#### The task:
Please return, with no alterations, the lines below from the very first through the one that contains "button.title = 'Refresh';".

[Records provided Boundary: Start]

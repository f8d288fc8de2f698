//! Navigation policy for the embedded browser surface.
//!
//! The host webview only reports the URL of a pending navigation, so user
//! link activations are tagged by [`LINK_CAPTURE_SCRIPT`]: trusted anchor
//! clicks are rerouted through a `menusite-link:` URL carrying the real
//! target, which [`NavigationTracker::classify`] turns back into a
//! [`NavigationKind::LinkActivated`]. The refresh button of
//! [`TOOLBAR_SCRIPT`] uses the same scheme to ask for a reload.

use url::Url;

pub const LINK_SCHEME: &str = "menusite-link";
const REFRESH_HOST: &str = "refresh";

/// Injected into every page of the surface.
pub const LINK_CAPTURE_SCRIPT: &str = r#"
(function () {
  if (window.__menusiteLinkCapture) { return; }
  window.__menusiteLinkCapture = true;
  document.addEventListener('click', function (event) {
    if (!event.isTrusted || event.defaultPrevented || event.button !== 0) { return; }
    if (event.metaKey || event.ctrlKey || event.shiftKey || event.altKey) { return; }
    var node = event.target;
    var anchor = node && node.closest ? node.closest('a[href]') : null;
    if (!anchor || anchor.hasAttribute('download')) { return; }
    var href = anchor.href;
    if (!/^https?:/i.test(href)) { return; }
    if (href.split('#')[0] === window.location.href.split('#')[0] && href.indexOf('#') !== -1) { return; }
    event.preventDefault();
    window.location.href = 'menusite-link://activate?target=' + encodeURIComponent(href);
  }, false);
})();
"#;

/// Thin bar pinned above the page with a centered refresh button.
pub const TOOLBAR_SCRIPT: &str = r#"
(function () {
  if (window.top !== window || window.__menusiteToolbar) { return; }
  window.__menusiteToolbar = true;
  function install() {
    if (!document.body || document.getElementById('__menusite-toolbar')) { return; }
    var bar = document.createElement('div');
    bar.id = '__menusite-toolbar';
    bar.style.cssText = 'position:fixed;top:0;left:0;right:0;height:30px;z-index:2147483647;' +
      'display:flex;align-items:center;justify-content:center;background:Canvas;' +
      'border-bottom:1px solid rgba(128,128,128,0.3);';
    var button = document.createElement('button');
    button.type = 'button';
    button.title = 'Refresh';
    button.textContent = '🔄';
    button.style.cssText = 'border:none;background:transparent;font-size:14px;cursor:pointer;padding:2px 8px;';
    button.addEventListener('click', function (event) {
      event.preventDefault();
      event.stopPropagation();
      window.location.href = 'menusite-link://refresh';
    });
    bar.appendChild(button);
    document.body.appendChild(bar);
    document.documentElement.style.setProperty('margin-top', '30px', 'important');
  }
  if (document.readyState === 'loading') {
    document.addEventListener('DOMContentLoaded', install);
  } else {
    install();
  }
})();
"#;

#[derive(Debug, Clone, Copy, PartialEq, Eq)]
pub enum NavigationKind {
    /// First load into a surface with no history.
    Initial,
    LinkActivated,
    Reload,
    FormSubmitted,
    FormResubmitted,
    BackForward,
    /// Redirects, script-driven and app-driven navigations.
    Other,
}

#[derive(Debug, Clone, PartialEq, Eq)]
pub enum NavigationDecision {
    /// Let the surface load the URL it was asked to load.
    Allow,
    /// A link was captured; load its target in the surface.
    LoadInSurface(Url),
    /// Cancel and hand the URL to the system's default handler.
    OpenExternally(Url),
    /// The toolbar's refresh button; cancel and reload the current page.
    Reload,
    Cancel,
}

/// Core rule: only user link activations are affected by the flag.
pub fn should_open_externally(kind: NavigationKind, open_links_externally: bool) -> bool {
    match kind {
        NavigationKind::Initial
        | NavigationKind::Reload
        | NavigationKind::FormSubmitted
        | NavigationKind::FormResubmitted => false,
        NavigationKind::LinkActivated => open_links_externally,
        NavigationKind::BackForward | NavigationKind::Other => false,
    }
}

/// Per-surface navigation bookkeeping.
#[derive(Debug, Default)]
pub struct NavigationTracker {
    committed: bool,
    pending: Option<NavigationKind>,
}

impl NavigationTracker {
    pub fn new() -> Self {
        Self::default()
    }

    /// Marks that the surface has content, so later navigations are no
    /// longer the initial load.
    pub fn mark_committed(&mut self) {
        self.committed = true;
    }

    /// Announces the kind of the next navigation the app itself triggers.
    pub fn expect(&mut self, kind: NavigationKind) {
        self.pending = Some(kind);
    }

    /// Resolves a navigation request into its kind and effective target.
    pub fn classify(&mut self, url: &Url) -> (NavigationKind, Option<Url>) {
        if url.scheme() == LINK_SCHEME {
            return (NavigationKind::LinkActivated, decode_link_target(url));
        }
        if !self.committed {
            self.pending = None;
            return (NavigationKind::Initial, Some(url.clone()));
        }
        let kind = self.pending.take().unwrap_or(NavigationKind::Other);
        (kind, Some(url.clone()))
    }

    pub fn decide(&mut self, url: &Url, open_links_externally: bool) -> NavigationDecision {
        if is_refresh_request(url) {
            return NavigationDecision::Reload;
        }
        let (kind, target) = self.classify(url);
        let Some(target) = target else {
            return NavigationDecision::Cancel;
        };
        if should_open_externally(kind, open_links_externally) {
            return NavigationDecision::OpenExternally(target);
        }
        if kind == NavigationKind::LinkActivated {
            self.expect(NavigationKind::Other);
            NavigationDecision::LoadInSurface(target)
        } else {
            NavigationDecision::Allow
        }
    }
}

fn is_refresh_request(url: &Url) -> bool {
    url.scheme() == LINK_SCHEME && url.host_str() == Some(REFRESH_HOST)
}

fn decode_link_target(url: &Url) -> Option<Url> {
    let raw = url
        .query_pairs()
        .find(|(key, _)| key == "target")
        .map(|(_, value)| value.into_owned())?;
    let target = Url::parse(&raw).ok()?;
    matches!(target.scheme(), "http" | "https").then_some(target)
}

/// Lifecycle events of the surface.
#[derive(Debug, Clone, Copy, PartialEq, Eq)]
pub enum SurfaceEvent {
    LoadFinished,
    ProvisionalLoadFailed,
}

#[derive(Debug, Clone, Copy, PartialEq, Eq)]
pub enum SurfaceAction {
    ScheduleIconRefresh,
    LoadFallback,
}

pub fn react(event: SurfaceEvent) -> SurfaceAction {
    match event {
        SurfaceEvent::LoadFinished => SurfaceAction::ScheduleIconRefresh,
        SurfaceEvent::ProvisionalLoadFailed => SurfaceAction::LoadFallback,
    }
}

#[cfg(test)]
mod tests {
    use super::*;

    /// Same URL the capture script builds for a clicked link.
    fn encode_link(target: &str) -> String {
        format!(
            "{LINK_SCHEME}://activate?target={}",
            urlencoding::encode(target)
        )
    }

    fn url(raw: &str) -> Url {
        Url::parse(raw).unwrap()
    }

    fn loaded_tracker() -> NavigationTracker {
        let mut tracker = NavigationTracker::new();
        tracker.mark_committed();
        tracker
    }

    #[test]
    fn link_activation_goes_external_when_enabled() {
        let mut tracker = loaded_tracker();
        let sentinel = url(&encode_link("https://other.example/"));
        assert_eq!(
            tracker.decide(&sentinel, true),
            NavigationDecision::OpenExternally(url("https://other.example/"))
        );
    }

    #[test]
    fn link_activation_stays_in_surface_when_disabled() {
        let mut tracker = loaded_tracker();
        let sentinel = url(&encode_link("https://other.example/a?b=c&d=e#f"));
        assert_eq!(
            tracker.decide(&sentinel, false),
            NavigationDecision::LoadInSurface(url("https://other.example/a?b=c&d=e#f"))
        );
        // The follow-up load of the target is ours and must pass.
        assert_eq!(
            tracker.decide(&url("https://other.example/a?b=c&d=e#f"), true),
            NavigationDecision::Allow
        );
    }

    #[test]
    fn reload_and_forms_are_always_allowed() {
        for kind in [
            NavigationKind::Reload,
            NavigationKind::FormSubmitted,
            NavigationKind::FormResubmitted,
            NavigationKind::Initial,
        ] {
            assert!(!should_open_externally(kind, true), "{kind:?}");
            assert!(!should_open_externally(kind, false), "{kind:?}");
        }

        let mut tracker = loaded_tracker();
        tracker.expect(NavigationKind::Reload);
        assert_eq!(
            tracker.decide(&url("https://other.example/"), true),
            NavigationDecision::Allow
        );
    }

    #[test]
    fn other_navigation_ignores_flag() {
        let mut tracker = loaded_tracker();
        assert_eq!(
            tracker.classify(&url("https://other.example/redirected")).0,
            NavigationKind::Other
        );
        assert_eq!(
            tracker.decide(&url("https://other.example/"), true),
            NavigationDecision::Allow
        );
        assert!(!should_open_externally(NavigationKind::BackForward, true));
    }

    #[test]
    fn navigations_before_first_load_are_initial() {
        let mut tracker = NavigationTracker::new();
        assert_eq!(
            tracker.classify(&url("https://home.example/")).0,
            NavigationKind::Initial
        );
        assert_eq!(
            tracker.decide(&url("https://home.example/"), true),
            NavigationDecision::Allow
        );
    }

    #[test]
    fn malformed_sentinel_is_cancelled() {
        let mut tracker = loaded_tracker();
        assert_eq!(
            tracker.decide(&url("menusite-link://activate?target=javascript%3Aalert(1)"), true),
            NavigationDecision::Cancel
        );
        assert_eq!(
            tracker.decide(&url("menusite-link://activate"), false),
            NavigationDecision::Cancel
        );
    }

    #[test]
    fn toolbar_refresh_requests_a_reload() {
        let refresh = format!("{LINK_SCHEME}://{REFRESH_HOST}");
        assert!(TOOLBAR_SCRIPT.contains(&refresh));

        let mut tracker = loaded_tracker();
        tracker.expect(NavigationKind::Reload);
        assert_eq!(tracker.decide(&url(&refresh), true), NavigationDecision::Reload);
        // The reload itself is still pending and passes.
        assert_eq!(
            tracker.classify(&url("https://home.example/")).0,
            NavigationKind::Reload
        );

        let mut fresh = NavigationTracker::new();
        assert_eq!(fresh.decide(&url(&refresh), false), NavigationDecision::Reload);
    }

    #[test]
    fn surface_events_map_to_actions() {
        assert_eq!(react(SurfaceEvent::LoadFinished), SurfaceAction::ScheduleIconRefresh);
        assert_eq!(react(SurfaceEvent::ProvisionalLoadFailed), SurfaceAction::LoadFallback);
    }
}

[Records provided Boundary: End]

#### Task result:
repository f8d288fc8de2f698
//! Navigation policy for the embedded browser surface.
//!
//! The host webview only reports the URL of a pending navigation, so user
//! link activations are tagged by [`LINK_CAPTURE_SCRIPT`]: trusted anchor
//! clicks are rerouted through a `menusite-link:` URL carrying the real
//! target, which [`NavigationTracker::classify`] turns back into a
//! [`NavigationKind::LinkActivated`]. The refresh button of
//! [`TOOLBAR_SCRIPT`] uses the same scheme to ask for a reload.

use url::Url;

pub const LINK_SCHEME: &str = "menusite-link";
const REFRESH_HOST: &str = "refresh";

/// Injected into every page of the surface.
pub const LINK_CAPTURE_SCRIPT: &str = r#"
(function () {
  if (window.__menusiteLinkCapture) { return; }
  window.__menusiteLinkCapture = true;
  document.addEventListener('click', function (event) {
    if (!event.isTrusted || event.defaultPrevented || event.button !== 0) { return; }
    if (event.metaKey || event.ctrlKey || event.shiftKey || event.altKey) { return; }
    var node = event.target;
    var anchor = node && node.closest ? node.closest('a[href]') : null;
    if (!anchor || anchor.hasAttribute('download')) { return; }
    var href = anchor.href;
    if (!/^https?:/i.test(href)) { return; }
    if (href.split('#')[0] === window.location.href.split('#')[0] && href.indexOf('#') !== -1) { return; }
    event.preventDefault();
    window.location.href = 'menusite-link://activate?target=' + encodeURIComponent(href);
  }, false);
})();
"#;

/// Thin bar pinned above the page with a centered refresh button.
pub const TOOLBAR_SCRIPT: &str = r#"
(function () {
  if (window.top !== window || window.__menusiteToolbar) { return; }
  window.__menusiteToolbar = true;
  function install() {
    if (!document.body || document.getElementById('__menusite-toolbar')) { return; }
    var bar = document.createElement('div');
    bar.id = '__menusite-toolbar';
    bar.style.cssText = 'position:fixed;top:0;left:0;right:0;height:30px;z-index:2147483647;' +
      'display:flex;align-items:center;justify-content:center;background:Canvas;' +
      'border-bottom:1px solid rgba(128,128,128,0.3);';
    var button = document.createElement('button');
    button.type = 'button';
    button.title = 'Refresh';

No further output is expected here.